BEGIN LISTED ENTRIES

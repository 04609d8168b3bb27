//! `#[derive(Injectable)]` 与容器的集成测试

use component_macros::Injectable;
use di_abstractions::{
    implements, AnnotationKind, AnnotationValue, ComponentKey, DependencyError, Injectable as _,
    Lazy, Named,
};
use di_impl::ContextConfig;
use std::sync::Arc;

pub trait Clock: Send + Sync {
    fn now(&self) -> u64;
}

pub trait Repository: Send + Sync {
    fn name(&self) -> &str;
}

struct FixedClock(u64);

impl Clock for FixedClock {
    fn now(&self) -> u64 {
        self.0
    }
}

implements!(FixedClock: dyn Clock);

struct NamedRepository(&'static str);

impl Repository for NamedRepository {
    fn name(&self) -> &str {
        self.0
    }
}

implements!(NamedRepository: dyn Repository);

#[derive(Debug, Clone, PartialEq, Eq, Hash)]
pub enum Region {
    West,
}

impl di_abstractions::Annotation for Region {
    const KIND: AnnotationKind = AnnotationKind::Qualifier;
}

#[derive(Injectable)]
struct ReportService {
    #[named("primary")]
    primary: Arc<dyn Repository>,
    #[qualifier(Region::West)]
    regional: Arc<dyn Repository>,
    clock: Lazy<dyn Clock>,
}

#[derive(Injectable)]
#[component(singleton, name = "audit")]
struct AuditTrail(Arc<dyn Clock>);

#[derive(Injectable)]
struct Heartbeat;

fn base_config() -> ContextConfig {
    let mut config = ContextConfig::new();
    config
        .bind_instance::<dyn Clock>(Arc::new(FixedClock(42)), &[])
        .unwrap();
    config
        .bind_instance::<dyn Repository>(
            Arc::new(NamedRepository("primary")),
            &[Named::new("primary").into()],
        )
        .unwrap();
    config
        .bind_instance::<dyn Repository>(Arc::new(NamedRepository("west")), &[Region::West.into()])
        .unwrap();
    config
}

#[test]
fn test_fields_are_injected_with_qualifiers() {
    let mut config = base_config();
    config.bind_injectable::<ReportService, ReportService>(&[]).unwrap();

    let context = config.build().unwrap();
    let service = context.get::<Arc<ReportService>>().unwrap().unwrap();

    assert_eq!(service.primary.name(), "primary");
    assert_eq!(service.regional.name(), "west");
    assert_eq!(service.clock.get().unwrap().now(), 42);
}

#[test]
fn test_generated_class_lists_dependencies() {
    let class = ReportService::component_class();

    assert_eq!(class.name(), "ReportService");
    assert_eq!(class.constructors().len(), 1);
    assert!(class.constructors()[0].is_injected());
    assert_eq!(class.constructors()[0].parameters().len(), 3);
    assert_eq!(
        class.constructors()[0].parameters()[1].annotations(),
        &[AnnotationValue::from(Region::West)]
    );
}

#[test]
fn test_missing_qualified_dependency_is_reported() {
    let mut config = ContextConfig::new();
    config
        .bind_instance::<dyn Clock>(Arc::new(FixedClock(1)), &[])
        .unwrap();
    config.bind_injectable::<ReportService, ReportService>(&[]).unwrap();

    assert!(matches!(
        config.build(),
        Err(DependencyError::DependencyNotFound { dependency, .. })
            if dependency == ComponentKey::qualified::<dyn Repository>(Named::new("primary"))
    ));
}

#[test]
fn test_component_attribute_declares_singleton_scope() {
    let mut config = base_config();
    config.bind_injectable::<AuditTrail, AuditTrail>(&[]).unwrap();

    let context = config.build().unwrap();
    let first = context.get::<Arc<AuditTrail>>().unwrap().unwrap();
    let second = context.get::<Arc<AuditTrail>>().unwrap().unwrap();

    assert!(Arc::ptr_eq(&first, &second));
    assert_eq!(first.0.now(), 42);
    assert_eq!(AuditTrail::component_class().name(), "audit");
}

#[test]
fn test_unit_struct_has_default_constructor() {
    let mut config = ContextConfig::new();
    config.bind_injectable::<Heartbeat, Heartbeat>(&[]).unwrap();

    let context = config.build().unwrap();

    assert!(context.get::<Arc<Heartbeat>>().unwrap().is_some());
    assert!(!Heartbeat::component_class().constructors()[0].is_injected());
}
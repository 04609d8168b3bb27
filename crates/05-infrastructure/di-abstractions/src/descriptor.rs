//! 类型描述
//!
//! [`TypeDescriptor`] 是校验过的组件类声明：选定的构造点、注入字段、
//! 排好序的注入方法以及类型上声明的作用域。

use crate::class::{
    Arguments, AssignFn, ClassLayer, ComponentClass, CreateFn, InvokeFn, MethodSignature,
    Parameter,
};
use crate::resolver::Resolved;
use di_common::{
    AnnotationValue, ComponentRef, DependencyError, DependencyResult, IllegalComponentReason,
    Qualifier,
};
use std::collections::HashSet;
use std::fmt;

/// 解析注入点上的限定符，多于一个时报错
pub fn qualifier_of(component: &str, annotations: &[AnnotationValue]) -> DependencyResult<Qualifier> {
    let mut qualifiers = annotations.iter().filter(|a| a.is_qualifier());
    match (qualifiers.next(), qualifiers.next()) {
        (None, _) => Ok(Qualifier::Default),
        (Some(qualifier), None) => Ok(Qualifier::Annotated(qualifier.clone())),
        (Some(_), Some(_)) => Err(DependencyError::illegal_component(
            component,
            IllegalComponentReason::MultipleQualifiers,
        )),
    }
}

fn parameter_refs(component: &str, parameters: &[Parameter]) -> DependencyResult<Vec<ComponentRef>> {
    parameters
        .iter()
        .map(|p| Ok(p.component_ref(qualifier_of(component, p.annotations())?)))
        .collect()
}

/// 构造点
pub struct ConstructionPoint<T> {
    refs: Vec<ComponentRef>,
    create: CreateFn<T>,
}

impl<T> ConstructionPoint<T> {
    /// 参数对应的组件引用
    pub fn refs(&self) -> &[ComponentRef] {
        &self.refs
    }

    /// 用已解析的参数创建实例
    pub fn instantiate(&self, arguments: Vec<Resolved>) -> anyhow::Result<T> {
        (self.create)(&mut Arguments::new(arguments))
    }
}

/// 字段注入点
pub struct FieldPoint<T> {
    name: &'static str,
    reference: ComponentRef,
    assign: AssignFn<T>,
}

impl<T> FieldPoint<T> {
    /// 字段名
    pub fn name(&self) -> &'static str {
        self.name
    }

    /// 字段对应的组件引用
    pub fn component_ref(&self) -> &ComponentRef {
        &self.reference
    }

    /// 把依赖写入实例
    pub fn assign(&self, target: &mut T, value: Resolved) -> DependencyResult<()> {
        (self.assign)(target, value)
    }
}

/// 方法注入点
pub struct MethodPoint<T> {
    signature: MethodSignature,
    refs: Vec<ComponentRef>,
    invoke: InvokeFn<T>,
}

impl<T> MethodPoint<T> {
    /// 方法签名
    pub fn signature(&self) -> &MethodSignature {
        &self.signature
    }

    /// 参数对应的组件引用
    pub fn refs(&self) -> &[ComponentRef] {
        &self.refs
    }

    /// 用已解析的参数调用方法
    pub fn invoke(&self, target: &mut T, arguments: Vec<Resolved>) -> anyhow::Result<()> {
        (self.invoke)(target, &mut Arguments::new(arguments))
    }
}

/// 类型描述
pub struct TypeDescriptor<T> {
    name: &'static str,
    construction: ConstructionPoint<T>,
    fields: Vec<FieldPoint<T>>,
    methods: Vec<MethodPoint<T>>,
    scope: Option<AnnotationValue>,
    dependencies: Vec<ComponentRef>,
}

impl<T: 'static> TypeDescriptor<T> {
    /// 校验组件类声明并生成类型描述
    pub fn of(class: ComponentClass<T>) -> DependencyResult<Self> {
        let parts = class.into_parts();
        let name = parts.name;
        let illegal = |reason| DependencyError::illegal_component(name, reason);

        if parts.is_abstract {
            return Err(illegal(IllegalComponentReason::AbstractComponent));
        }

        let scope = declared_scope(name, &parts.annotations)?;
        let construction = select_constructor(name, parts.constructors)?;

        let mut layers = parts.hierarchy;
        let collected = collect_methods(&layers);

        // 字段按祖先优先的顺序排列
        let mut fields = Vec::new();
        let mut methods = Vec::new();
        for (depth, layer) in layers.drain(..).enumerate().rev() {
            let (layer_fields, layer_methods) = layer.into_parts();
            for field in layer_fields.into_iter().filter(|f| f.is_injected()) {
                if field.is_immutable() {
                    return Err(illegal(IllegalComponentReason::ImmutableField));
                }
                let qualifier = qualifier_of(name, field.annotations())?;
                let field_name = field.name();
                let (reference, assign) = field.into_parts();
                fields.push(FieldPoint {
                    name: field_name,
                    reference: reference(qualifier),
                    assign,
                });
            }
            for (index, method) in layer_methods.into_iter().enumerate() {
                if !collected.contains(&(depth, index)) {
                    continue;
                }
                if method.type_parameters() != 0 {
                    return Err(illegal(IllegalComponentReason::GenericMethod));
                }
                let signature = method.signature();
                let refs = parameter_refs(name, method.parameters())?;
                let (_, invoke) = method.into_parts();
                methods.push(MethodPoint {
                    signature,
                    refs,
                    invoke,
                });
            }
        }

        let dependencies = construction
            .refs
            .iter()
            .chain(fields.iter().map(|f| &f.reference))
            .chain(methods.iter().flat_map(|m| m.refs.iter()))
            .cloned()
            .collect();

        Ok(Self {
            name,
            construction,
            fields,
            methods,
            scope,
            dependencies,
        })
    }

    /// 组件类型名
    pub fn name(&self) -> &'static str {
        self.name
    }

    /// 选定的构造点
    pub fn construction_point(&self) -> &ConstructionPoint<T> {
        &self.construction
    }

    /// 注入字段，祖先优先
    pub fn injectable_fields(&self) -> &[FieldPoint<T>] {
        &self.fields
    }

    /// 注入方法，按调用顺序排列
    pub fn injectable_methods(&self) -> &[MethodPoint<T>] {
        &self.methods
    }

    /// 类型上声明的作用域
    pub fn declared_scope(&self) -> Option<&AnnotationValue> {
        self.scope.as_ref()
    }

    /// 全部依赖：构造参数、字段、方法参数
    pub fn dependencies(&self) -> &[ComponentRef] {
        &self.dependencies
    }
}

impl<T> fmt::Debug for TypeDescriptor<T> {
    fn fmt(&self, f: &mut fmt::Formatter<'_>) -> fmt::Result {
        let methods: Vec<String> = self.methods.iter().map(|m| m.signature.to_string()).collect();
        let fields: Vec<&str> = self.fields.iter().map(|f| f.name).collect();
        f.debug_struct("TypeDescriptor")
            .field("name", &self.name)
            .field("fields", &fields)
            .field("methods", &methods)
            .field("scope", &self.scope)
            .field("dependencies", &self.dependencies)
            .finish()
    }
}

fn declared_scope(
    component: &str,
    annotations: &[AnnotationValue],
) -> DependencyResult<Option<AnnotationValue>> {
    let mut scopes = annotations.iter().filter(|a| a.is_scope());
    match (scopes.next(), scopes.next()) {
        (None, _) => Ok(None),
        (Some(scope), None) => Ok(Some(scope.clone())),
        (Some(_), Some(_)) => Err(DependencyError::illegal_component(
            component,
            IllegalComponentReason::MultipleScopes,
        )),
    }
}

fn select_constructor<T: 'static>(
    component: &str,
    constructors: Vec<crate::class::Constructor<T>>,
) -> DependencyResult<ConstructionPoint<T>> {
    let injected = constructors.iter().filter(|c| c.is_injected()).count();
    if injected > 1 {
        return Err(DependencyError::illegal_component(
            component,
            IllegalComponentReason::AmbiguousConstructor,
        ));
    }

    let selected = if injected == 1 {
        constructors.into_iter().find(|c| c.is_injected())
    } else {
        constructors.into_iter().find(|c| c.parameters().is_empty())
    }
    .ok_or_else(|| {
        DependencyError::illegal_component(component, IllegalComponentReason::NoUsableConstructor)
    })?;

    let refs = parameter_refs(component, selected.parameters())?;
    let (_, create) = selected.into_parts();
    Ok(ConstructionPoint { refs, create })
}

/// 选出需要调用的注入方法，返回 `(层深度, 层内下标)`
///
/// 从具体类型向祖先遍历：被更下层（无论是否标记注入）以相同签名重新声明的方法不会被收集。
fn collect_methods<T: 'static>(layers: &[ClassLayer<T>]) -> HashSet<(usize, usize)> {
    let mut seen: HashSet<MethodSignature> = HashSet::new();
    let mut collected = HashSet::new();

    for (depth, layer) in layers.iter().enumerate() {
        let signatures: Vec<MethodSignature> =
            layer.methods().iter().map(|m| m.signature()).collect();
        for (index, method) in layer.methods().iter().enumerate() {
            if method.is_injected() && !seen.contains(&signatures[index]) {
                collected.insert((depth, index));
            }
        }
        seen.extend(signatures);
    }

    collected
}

END LISTED ENTRIES
BEGIN LISTED ENTRIES

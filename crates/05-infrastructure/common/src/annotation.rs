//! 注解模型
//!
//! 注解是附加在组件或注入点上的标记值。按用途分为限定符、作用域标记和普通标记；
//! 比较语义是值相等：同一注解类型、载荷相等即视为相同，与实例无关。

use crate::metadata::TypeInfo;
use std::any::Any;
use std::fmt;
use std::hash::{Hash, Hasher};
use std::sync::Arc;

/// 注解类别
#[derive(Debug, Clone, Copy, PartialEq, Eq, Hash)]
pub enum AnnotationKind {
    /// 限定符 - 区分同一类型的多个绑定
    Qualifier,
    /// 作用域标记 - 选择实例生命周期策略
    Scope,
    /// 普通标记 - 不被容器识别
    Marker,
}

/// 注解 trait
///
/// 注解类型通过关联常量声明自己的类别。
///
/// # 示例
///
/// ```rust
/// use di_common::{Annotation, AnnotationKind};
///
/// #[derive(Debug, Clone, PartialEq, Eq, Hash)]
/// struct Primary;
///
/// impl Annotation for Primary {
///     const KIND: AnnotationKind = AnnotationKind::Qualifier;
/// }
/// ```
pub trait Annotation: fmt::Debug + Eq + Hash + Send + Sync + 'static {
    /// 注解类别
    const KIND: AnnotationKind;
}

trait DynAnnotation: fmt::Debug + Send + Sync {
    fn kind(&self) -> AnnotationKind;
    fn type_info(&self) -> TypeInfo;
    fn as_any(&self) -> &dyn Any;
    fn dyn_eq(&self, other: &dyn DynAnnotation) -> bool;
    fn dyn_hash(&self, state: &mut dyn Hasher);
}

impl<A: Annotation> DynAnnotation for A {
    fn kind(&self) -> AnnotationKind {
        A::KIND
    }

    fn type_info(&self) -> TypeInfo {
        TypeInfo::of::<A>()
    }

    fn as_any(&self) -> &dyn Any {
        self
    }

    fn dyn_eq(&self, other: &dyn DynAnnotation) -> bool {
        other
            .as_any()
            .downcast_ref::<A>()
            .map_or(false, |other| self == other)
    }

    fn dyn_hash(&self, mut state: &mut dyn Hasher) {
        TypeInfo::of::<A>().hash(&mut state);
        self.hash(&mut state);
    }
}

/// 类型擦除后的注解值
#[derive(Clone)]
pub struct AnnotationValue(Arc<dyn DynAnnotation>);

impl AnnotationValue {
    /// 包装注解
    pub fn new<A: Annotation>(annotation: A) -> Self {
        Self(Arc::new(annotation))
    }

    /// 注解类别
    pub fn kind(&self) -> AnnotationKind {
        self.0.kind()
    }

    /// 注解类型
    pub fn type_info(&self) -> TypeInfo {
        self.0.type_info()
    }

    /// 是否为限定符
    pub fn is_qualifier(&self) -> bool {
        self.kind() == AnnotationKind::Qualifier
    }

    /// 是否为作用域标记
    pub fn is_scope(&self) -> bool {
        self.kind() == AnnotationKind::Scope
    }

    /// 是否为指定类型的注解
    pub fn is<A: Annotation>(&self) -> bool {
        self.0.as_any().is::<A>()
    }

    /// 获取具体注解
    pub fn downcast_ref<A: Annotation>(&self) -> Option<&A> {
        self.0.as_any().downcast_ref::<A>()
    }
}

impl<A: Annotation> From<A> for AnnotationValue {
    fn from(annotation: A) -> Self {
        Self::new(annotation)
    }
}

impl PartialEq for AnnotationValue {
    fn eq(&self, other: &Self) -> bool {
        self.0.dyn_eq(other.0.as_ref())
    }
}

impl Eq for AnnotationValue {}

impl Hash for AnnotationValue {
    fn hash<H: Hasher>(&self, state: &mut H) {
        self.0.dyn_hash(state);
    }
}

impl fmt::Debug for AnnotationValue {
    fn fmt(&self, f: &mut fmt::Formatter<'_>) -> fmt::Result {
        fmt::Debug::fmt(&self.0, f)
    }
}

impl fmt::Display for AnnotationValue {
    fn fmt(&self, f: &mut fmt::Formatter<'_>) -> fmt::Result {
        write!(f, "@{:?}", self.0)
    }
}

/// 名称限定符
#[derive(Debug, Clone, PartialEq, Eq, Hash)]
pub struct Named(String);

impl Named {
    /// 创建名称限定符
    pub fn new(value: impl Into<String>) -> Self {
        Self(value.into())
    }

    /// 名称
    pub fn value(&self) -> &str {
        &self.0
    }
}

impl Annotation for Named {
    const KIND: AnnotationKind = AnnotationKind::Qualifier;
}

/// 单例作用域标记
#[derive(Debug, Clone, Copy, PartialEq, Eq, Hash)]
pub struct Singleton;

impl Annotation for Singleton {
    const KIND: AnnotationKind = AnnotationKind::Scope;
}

END LISTED ENTRIES

- **EXERCISE**:
Could you restate word for word the lines above from the one containing "self.scope.as_ref()" through the one containing "let selected = if", both included, and nothing else?

- **EXERCISE RESPONSE**:
        self.scope.as_ref()
    }

    /// 全部依赖：构造参数、字段、方法参数
    pub fn dependencies(&self) -> &[ComponentRef] {
        &self.dependencies
    }
}

impl<T> fmt::Debug for TypeDescriptor<T> {
    fn fmt(&self, f: &mut fmt::Formatter<'_>) -> fmt::Result {
        let methods: Vec<String> = self.methods.iter().map(|m| m.signature.to_string()).collect();
        let fields: Vec<&str> = self.fields.iter().map(|f| f.name).collect();
        f.debug_struct("TypeDescriptor")
            .field("name", &self.name)
            .field("fields", &fields)
            .field("methods", &methods)
            .field("scope", &self.scope)
            .field("dependencies", &self.dependencies)
            .finish()
    }
}

fn declared_scope(
    component: &str,
    annotations: &[AnnotationValue],
) -> DependencyResult<Option<AnnotationValue>> {
    let mut scopes = annotations.iter().filter(|a| a.is_scope());
    match (scopes.next(), scopes.next()) {
        (None, _) => Ok(None),
        (Some(scope), None) => Ok(Some(scope.clone())),
        (Some(_), Some(_)) => Err(DependencyError::illegal_component(
            component,
            IllegalComponentReason::MultipleScopes,
        )),
    }
}

fn select_constructor<T: 'static>(
    component: &str,
    constructors: Vec<crate::class::Constructor<T>>,
) -> DependencyResult<ConstructionPoint<T>> {
    let injected = constructors.iter().filter(|c| c.is_injected()).count();
    if injected > 1 {
        return Err(DependencyError::illegal_component(
            component,
            IllegalComponentReason::AmbiguousConstructor,
        ));
    }

    let selected = if injected == 1 {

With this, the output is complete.